Ravenbrook / Projects / Memory Pool System / Master Product Sources / Design Documents

Memory Pool System Project


             DESIGN OF THE POSIX THREAD EXTENSIONS FOR MPS
                         design.mps.pthreadext
                               draft doc
                            tony 2000-02-01

INTRODUCTION

.readership: Any MPS developer.

.intro: This is the design of the Pthreads extension module, which provides 
some low-level threads support for use by MPS (notably suspend and resume).


DEFINITIONS

.pthreads: The term "Pthreads" means an implementation of the POSIX 
1003.1c-1995 thread standard. (Or the Single UNIX Specification, Version 2, aka 
USV2 or UNIX98.)

.context: The "context" of a thread is a (platform-specific) OS-defined 
structure which describes the current state of the registers for that thread.


REQUIREMENTS

.req.suspend: A means to suspend threads, so that they don't make any progress. 
.req.suspend.why: Needed by the thread manager so that other threads registered 
with an arena can be suspended (see design.mps.thread-manager).  Not directly 
provided by Pthreads.

.req.resume: A means to resume suspended threads, so that they are able to make 
progress again.  .req.resume.why: Needed by the thread manager.  Not directly 
provided by Pthreads.

.req.suspend.multiple: Allow a thread to be suspended on behalf of one arena 
when it has already been suspended on behalf of one or more other arenas. 
.req.suspend.multiple.why: The thread manager contains no design for 
cooperation between arenas to prevent this.
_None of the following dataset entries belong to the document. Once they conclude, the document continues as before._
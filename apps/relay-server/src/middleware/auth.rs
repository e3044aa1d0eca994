//! API credential extractor.

use actix_web::{FromRequest, HttpRequest, dev::Payload, http::header};
use std::future::{Ready, ready};

/// Header carrying the API key directly.
pub static API_KEY_HEADER: &str = "x-api-key";

/// Credential presented by the caller, if any.
///
/// Extraction never fails; verification happens in the relay service so that
/// a missing credential and a wrong one produce the same rejection.
///
/// Looks at `x-api-key` first, then `Authorization` (with or without the
/// `Bearer ` scheme).
#[derive(Debug, Clone, Default)]
pub struct ApiCredential(pub Option<String>);

impl ApiCredential {
    pub fn as_deref(&self) -> Option<&str> {
        self.0.as_deref()
    }

    fn from_headers(req: &HttpRequest) -> Option<String> {
        let api_key = req
            .headers()
            .get(API_KEY_HEADER)
            .and_then(|v| v.to_str().ok())
            .map(str::trim)
            .filter(|s| !s.is_empty());

        if let Some(key) = api_key {
            return Some(key.to_string());
        }

        let auth = req.headers().get(header::AUTHORIZATION)?.to_str().ok()?.trim();
        let token = if auth == "Bearer" {
            ""
        } else {
            auth.strip_prefix("Bearer ").unwrap_or(auth).trim()
        };
        (!token.is_empty()).then(|| token.to_string())
    }
}

impl FromRequest for ApiCredential {
    type Error = actix_web::Error;
    type Future = Ready<Result<Self, Self::Error>>;

    fn from_request(req: &HttpRequest, _payload: &mut Payload) -> Self::Future {
        ready(Ok(ApiCredential(Self::from_headers(req))))
    }
}
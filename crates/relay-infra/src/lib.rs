//! # Relay Infrastructure
//!
//! Concrete implementations of the ports defined in `relay-core`:
//! counter stores and the outbound webhook transport.
//!
//! ## Feature Flags
//!
//! - `full` (default) - All features enabled
//! - `minimal` - No external dependencies, in-memory counters only
//! - `redis` - Redis-backed counter store shared across relay instances

pub mod counter;
pub mod webhook;

// Re-exports - In-Memory
pub use counter::InMemoryCounterStore;
pub use webhook::HttpWebhookTransport;

// Re-exports - Redis
#[cfg(feature = "redis")]
pub use counter::{RedisConfig, RedisCounterStore};
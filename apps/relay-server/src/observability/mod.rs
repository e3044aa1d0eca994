//! Observability module - request IDs and tracing spans.

mod request_id;

pub use request_id::{RequestId, RequestIdMiddleware};
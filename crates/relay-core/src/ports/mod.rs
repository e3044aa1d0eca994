//! Ports - trait definitions for external dependencies.
//! These are the "interfaces" that infrastructure must implement.

mod clock;
mod counter_store;
mod transport;

pub use clock::{Clock, SystemClock};
pub use counter_store::{CounterStore, StoreError};
pub use transport::{TransportError, WebhookTransport};
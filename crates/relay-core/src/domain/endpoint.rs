use std::fmt;

/// An outbound webhook destination.
///
/// Opaque to the relay. Its position in the configured list is its shard index.
#[derive(Clone, PartialEq, Eq)]
pub struct Endpoint {
    url: String,
}

impl Endpoint {
    pub fn new(url: impl Into<String>) -> Self {
        Self { url: url.into() }
    }

    pub fn url(&self) -> &str {
        &self.url
    }
}

// Webhook URLs embed their secret token in the path, so only the origin is
// ever printed.
impl fmt::Display for Endpoint {
    fn fmt(&self, f: &mut fmt::Formatter<'_>) -> fmt::Result {
        let origin_end = self
            .url
            .match_indices('/')
            .nth(2)
            .map(|(i, _)| i)
            .unwrap_or(self.url.len());
        write!(f, "{}/…", &self.url[..origin_end])
    }
}

impl fmt::Debug for Endpoint {
    fn fmt(&self, f: &mut fmt::Formatter<'_>) -> fmt::Result {
        write!(f, "Endpoint({self})")
    }
}
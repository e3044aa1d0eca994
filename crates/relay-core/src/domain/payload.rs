//! Outbound webhook message.

use serde::Serialize;
use serde_json::{Map, Value};

use super::Submission;
use crate::error::RelayError;

/// Most rich-content blocks a single webhook message may carry.
pub const MAX_EMBEDS: usize = 10;

/// Who may be pinged by the forwarded message.
#[derive(Debug, Clone, Copy, PartialEq, Eq, Default)]
pub enum MentionPolicy {
    /// No `@everyone`, role or user pings.
    #[default]
    Suppress,
    /// Caller explicitly authorized broad mentions.
    Broad,
}

/// Wire form of the mention policy.
#[derive(Debug, Clone, PartialEq, Eq, Serialize)]
pub struct AllowedMentions {
    pub parse: Vec<&'static str>,
}

impl From<MentionPolicy> for AllowedMentions {
    fn from(policy: MentionPolicy) -> Self {
        let parse = match policy {
            MentionPolicy::Suppress => Vec::new(),
            MentionPolicy::Broad => vec!["everyone", "roles", "users"],
        };
        Self { parse }
    }
}

/// Normalized message sent to every attempted endpoint.
///
/// Built fresh per request, identical across shards.
#[derive(Debug, Clone, PartialEq, Serialize)]
pub struct DispatchPayload {
    pub content: String,
    pub username: String,
    #[serde(skip_serializing_if = "Option::is_none")]
    pub embeds: Option<Vec<Map<String, Value>>>,
    pub allowed_mentions: AllowedMentions,
}

impl DispatchPayload {
    /// Normalize a submission: cap content, validate embeds, pick mention policy.
    ///
    /// A message with neither content nor embeds carries `placeholder` instead.
    pub fn from_submission(
        submission: Submission,
        username: &str,
        max_content_chars: usize,
        placeholder: &str,
    ) -> Result<Self, RelayError> {
        let embeds = submission.embeds.filter(|e| !e.is_empty());
        if embeds.as_ref().is_some_and(|e| e.len() > MAX_EMBEDS) {
            return Err(RelayError::Validation(format!(
                "at most {MAX_EMBEDS} embeds are allowed"
            )));
        }

        let content = match submission.content {
            Some(c) if !c.trim().is_empty() => c,
            _ if embeds.is_none() => placeholder.to_string(),
            _ => String::new(),
        };
        let content = truncate_chars(&content, max_content_chars).to_string();

        let policy = if submission.allow_mentions {
            MentionPolicy::Broad
        } else {
            MentionPolicy::Suppress
        };

        Ok(Self {
            content,
            username: username.to_string(),
            embeds,
            allowed_mentions: policy.into(),
        })
    }
}

/// Cut `s` to at most `max_chars` characters, on a char boundary.
pub fn truncate_chars(s: &str, max_chars: usize) -> &str {
    match s.char_indices().nth(max_chars) {
        Some((idx, _)) => &s[..idx],
        None => s,
    }
}

#[cfg(test)]
mod tests {
    use super::*;

    fn submission(content: &str) -> Submission {
        Submission {
            content: Some(content.to_string()),
            ..Default::default()
        }
    }

    #[test]
    fn test_long_content_truncated_to_cap() {
        let long = "a".repeat(2500);
        let payload = DispatchPayload::from_submission(submission(&long), "bot", 1900, "No content").unwrap();
        assert_eq!(payload.content.chars().count(), 1900);
    }

    #[test]
    fn test_short_content_untouched() {
        let payload = DispatchPayload::from_submission(submission("hello"), "bot", 1900, "No content").unwrap();
        assert_eq!(payload.content, "hello");

        let exact = "b".repeat(1900);
        let payload = DispatchPayload::from_submission(submission(&exact), "bot", 1900, "No content").unwrap();
        assert_eq!(payload.content, exact);
    }

    #[test]
    fn test_truncate_respects_multibyte_chars() {
        assert_eq!(truncate_chars("héllo wörld", 4), "héll");
        assert_eq!(truncate_chars("🦀🦀🦀", 2), "🦀🦀");
        assert_eq!(truncate_chars("", 5), "");
    }

    #[test]
    fn test_mentions_suppressed_by_default() {
        let payload = DispatchPayload::from_submission(submission("@everyone"), "bot", 1900, "No content").unwrap();
        let json = serde_json::to_value(&payload).unwrap();

        assert_eq!(json["allowed_mentions"]["parse"], serde_json::json!([]));
        assert_eq!(json["username"], "bot");
        assert!(json.get("embeds").is_none());
    }

    #[test]
    fn test_broad_mentions_when_authorized() {
        let mut sub = submission("@everyone");
        sub.allow_mentions = true;
        let payload = DispatchPayload::from_submission(sub, "bot", 1900, "No content").unwrap();
        assert_eq!(
            payload.allowed_mentions.parse,
            vec!["everyone", "roles", "users"]
        );
    }

    #[test]
    fn test_empty_message_gets_placeholder() {
        let payload =
            DispatchPayload::from_submission(Submission::default(), "bot", 1900, "No content")
                .unwrap();
        assert_eq!(payload.content, "No content");

        let payload =
            DispatchPayload::from_submission(submission("   "), "bot", 1900, "No content").unwrap();
        assert_eq!(payload.content, "No content");
    }

    #[test]
    fn test_placeholder_respects_cap() {
        let payload =
            DispatchPayload::from_submission(Submission::default(), "bot", 2, "No content").unwrap();
        assert_eq!(payload.content, "No");
    }

    #[test]
    fn test_embeds_only_message_allowed() {
        let mut embed = Map::new();
        embed.insert("title".into(), Value::String("t".into()));
        let sub = Submission {
            embeds: Some(vec![embed]),
            ..Default::default()
        };

        let payload = DispatchPayload::from_submission(sub, "bot", 1900, "No content").unwrap();
        assert_eq!(payload.content, "");
        assert_eq!(payload.embeds.map(|e| e.len()), Some(1));
    }

    #[test]
    fn test_too_many_embeds_rejected() {
        let sub = Submission {
            content: Some("x".into()),
            embeds: Some(vec![Map::new(); MAX_EMBEDS + 1]),
            ..Default::default()
        };
        assert!(DispatchPayload::from_submission(sub, "bot", 1900, "No content").is_err());
    }
}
.req.resume.multiple: Allow requests to resume a thread on behalf of each arena 
which had previously suspended the thread.  The thread must only be resumed 
when requests from all such arenas have been received.  
.req.resume.multiple.why: A thread manager for an arena must not permit a 
thread to make progress before it explicitly resumes the thread.

.req.suspend.context: Must be able to access the context for a thread when it 
is suspended.

.req.suspend.protection: Must be able to suspend a thread which is currently 
handling a protection fault (i.e., an arena access).  Such a thread might even 
own an arena lock.

.req.legal: Required to use Pthreads / POSIX APIs in a legal manner.



ANALYSIS


.anal.suspend: Thread suspension is inherently asynchronous.  MPS needs to be 
able to suspend another thread without prior knowledge of the code that thread 
is running.  (I.e., we can't rely on cooperation between threads.)  The only 
asynchronous communication available on POSIX is via signals - so the suspend 
and resume mechanism must ultimately be built from signals.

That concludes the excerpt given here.